How to Use TOON in Your Projects
JavaScript / TypeScript
import { stringify, parse } from '@toon-format/toon';
// Encode JSON to TOON
const toon = stringify({
users: [
{ id: 1, name: 'Alice', age: 30 },
{ id: 2, name: 'Bob', age: 25 }
]
});
// users[2]{id,name,age}:
// 1,Alice,30
// 2,Bob,25
// Decode TOON back to JSON
const json = parse(toon);
console.log(json.users[0].name); // "Alice"
Python
import toon
# Encode
data = {
"users": [
{"id": 1, "name": "Alice", "age": 30},
{"id": 2, "name": "Bob", "age": 25}
]
}
toon_string = toon.dumps(data)
# users[2]{id,name,age}:
# 1,Alice,30
# 2,Bob,25
# Decode
parsed = toon.loads(toon_string)
TOON vs. the Other JSON Derivatives
| Format | Goal | Best For |
|---|---|---|
| JSON | Universal standard | General-purpose API responses |
| JSONL | Streaming / newline-delimited records | Logs, training data, large file processing |
| SQLite | Queryable local database | RAG pipelines, offline-first apps |
| Markdown | Human-readable structured docs | Prompts, documentation, reports |
| TOON | Token-minimized LLM input | High-frequency API calls, large tabular datasets |
The Bigger Picture: AI Is Reshaping Data Formats
TOON is part of a broader trend: LLMs are forcing us to rethink the formats we’ve used for decades. JSON was designed for computers, not for token-based context windows. When humans—and the models that process our text—pay per token, compression isn’t just optimization, it’s economics.
As context windows grow, we’re stuffing more structured data into prompts: RAG results, database query outputs, agent tool call parameters. TOON’s 30–60% token savings compound quickly in production systems making thousands of API calls per day.
The format spec lives at github.com/toon-format/spec, and there are online playgrounds where you can convert JSON to TOON interactively and compare token counts.
Verdict
TOON isn’t replacing JSON—but for a specific, increasingly common use case—sending structured data to LLMs at scale—it delivers real savings. 30–60% fewer tokens means lower API bills, faster responses, and more room in your context window for actual content.
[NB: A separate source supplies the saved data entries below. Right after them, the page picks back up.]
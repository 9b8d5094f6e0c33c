//! Built-in container writers.
//!
//! Both writers append to a staging file and never seek backwards, so a
//! second read handle can stream the file while it grows. Multi-byte fields
//! are little-endian.
//!
//! ```text
//! header   := magic[4] version:u8 codec:u8 width:u32 height:u32 frame_rate:u32
//! fragment := "frag" sequence:u32 count:u32 sample*count
//! cluster  := "clst" timecode_us:i64
//! block    := "blck" sample
//! sample   := pts_us:i64 flags:u32 len:u32 data[len]
//! ```

use std::fs::File;
use std::io::Write;

use crate::codec::{BufferInfo, VideoFormat};
use crate::muxer::MuxerError;

pub const FRAGMENTED_MAGIC: &[u8; 4] = b"LVFM";
pub const CLUSTER_MAGIC: &[u8; 4] = b"LVCL";
const VERSION: u8 = 1;

/// Sink for encoded samples in some container layout.
pub trait ContainerWriter: Send {
    fn write_sample(&mut self, data: &[u8], info: &BufferInfo) -> Result<(), MuxerError>;

    /// Flush anything buffered. The writer is unusable afterwards.
    fn finish(&mut self) -> Result<(), MuxerError>;
}

fn header(magic: &[u8; 4], format: &VideoFormat) -> Vec<u8> {
    let mut out = Vec::with_capacity(18);
    out.extend_from_slice(magic);
    out.push(VERSION);
    out.push(format.codec.tag());
    out.extend_from_slice(&format.width.to_le_bytes());
    out.extend_from_slice(&format.height.to_le_bytes());
    out.extend_from_slice(&format.frame_rate.to_le_bytes());
    out
}

fn encode_sample(out: &mut Vec<u8>, data: &[u8], info: &BufferInfo) -> Result<(), MuxerError> {
    let len = u32::try_from(data.len()).map_err(|_| MuxerError::SampleTooLarge(data.len()))?;
    out.extend_from_slice(&info.presentation_time_us.to_le_bytes());
    out.extend_from_slice(&info.flags.to_le_bytes());
    out.extend_from_slice(&len.to_le_bytes());
    out.extend_from_slice(data);
    Ok(())
}

fn check_sample(data: &[u8]) -> Result<(), MuxerError> {
    if data.is_empty() {
        return Err(MuxerError::EmptySample);
    }
    Ok(())
}

/// Fragmented layout: samples are held back and written as one fragment
/// when the next keyframe arrives, so every fragment starts on a keyframe.
pub struct FragmentedWriter {
    file: Option<File>,
    pending: Vec<u8>,
    pending_samples: u32,
    sequence: u32,
}

impl FragmentedWriter {
    pub fn new(mut file: File, format: &VideoFormat) -> Result<Self, MuxerError> {
        file.write_all(&header(FRAGMENTED_MAGIC, format))?;
        file.flush()?;
        Ok(Self {
            file: Some(file),
            pending: Vec::new(),
            pending_samples: 0,
            sequence: 0,
        })
    }

    fn flush_fragment(&mut self) -> Result<(), MuxerError> {
        if self.pending_samples == 0 {
            return Ok(());
        }
        let file = self.file.as_mut().ok_or(MuxerError::NotStarted)?;
        let mut fragment = Vec::with_capacity(12 + self.pending.len());
        fragment.extend_from_slice(b"frag");
        fragment.extend_from_slice(&self.sequence.to_le_bytes());
        fragment.extend_from_slice(&self.pending_samples.to_le_bytes());
        fragment.append(&mut self.pending);
        file.write_all(&fragment)?;
        file.flush()?;
        tracing::trace!(sequence = self.sequence, samples = self.pending_samples, "fragment written");
        self.sequence += 1;
        self.pending_samples = 0;
        Ok(())
    }
}

impl ContainerWriter for FragmentedWriter {
    fn write_sample(&mut self, data: &[u8], info: &BufferInfo) -> Result<(), MuxerError> {
        check_sample(data)?;
        if self.file.is_none() {
            return Err(MuxerError::NotStarted);
        }
        if info.is_keyframe() {
            self.flush_fragment()?;
        }
        encode_sample(&mut self.pending, data, info)?;
        self.pending_samples += 1;
        Ok(())
    }

    fn finish(&mut self) -> Result<(), MuxerError> {
        let result = self.flush_fragment();
        self.file = None;
        result
    }
}

/// Streaming layout: every sample is written immediately; a keyframe opens a
/// new cluster.
pub struct ClusterWriter {
    file: Option<File>,
}

impl ClusterWriter {
    pub fn new(mut file: File, format: &VideoFormat) -> Result<Self, MuxerError> {
        file.write_all(&header(CLUSTER_MAGIC, format))?;
        file.flush()?;
        Ok(Self { file: Some(file) })
    }
}

impl ContainerWriter for ClusterWriter {
    fn write_sample(&mut self, data: &[u8], info: &BufferInfo) -> Result<(), MuxerError> {
        check_sample(data)?;
        let file = self.file.as_mut().ok_or(MuxerError::NotStarted)?;
        let mut record = Vec::with_capacity(32 + data.len());
        if info.is_keyframe() {
            record.extend_from_slice(b"clst");
            record.extend_from_slice(&info.presentation_time_us.to_le_bytes());
        }
        record.extend_from_slice(b"blck");
        encode_sample(&mut record, data, info)?;
        file.write_all(&record)?;
        file.flush()?;
        Ok(())
    }

    fn finish(&mut self) -> Result<(), MuxerError> {
        if let Some(mut file) = self.file.take() {
            file.flush()?;
        }
        Ok(())
    }
}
If you’re building AI-powered applications with frequent structured data exchanges, TOON is worth evaluating. The TypeScript and Python SDKs make integration straightforward, and the format’s familiarity means your team can read it without learning a new notation.
Frequently Asked Questions
Is TOON a replacement for JSON?
No. TOON is a translation layer—use JSON programmatically in your code, then convert to TOON before sending to an LLM. The encoding is lossless and deterministic.
How much can I save on token costs?
Benchmarks show 30–60% token reduction depending on data structure. For tabular data (uniform object arrays), savings are typically 35–40%. For deeply nested data, the savings are smaller.
Does TOON improve accuracy over JSON?
Yes. In official benchmarks, TOON achieved 76.4% accuracy vs JSON’s 75.0% while using 40% fewer tokens. The explicit [N] length markers and {fields} headers help LLMs reliably parse structure.
Which languages have TOON libraries?
TypeScript/JavaScript (@toon-format/toon), Python (toon), Go, Rust, .NET, and more. See github.com/toon-format/toon for the full list.
When should I NOT use TOON?
TOON is not ideal for deeply nested, irregular structures; pure flat tabular data (use CSV instead); or latency-critical setups where you’ve benchmarked and found JSON faster on your specific model.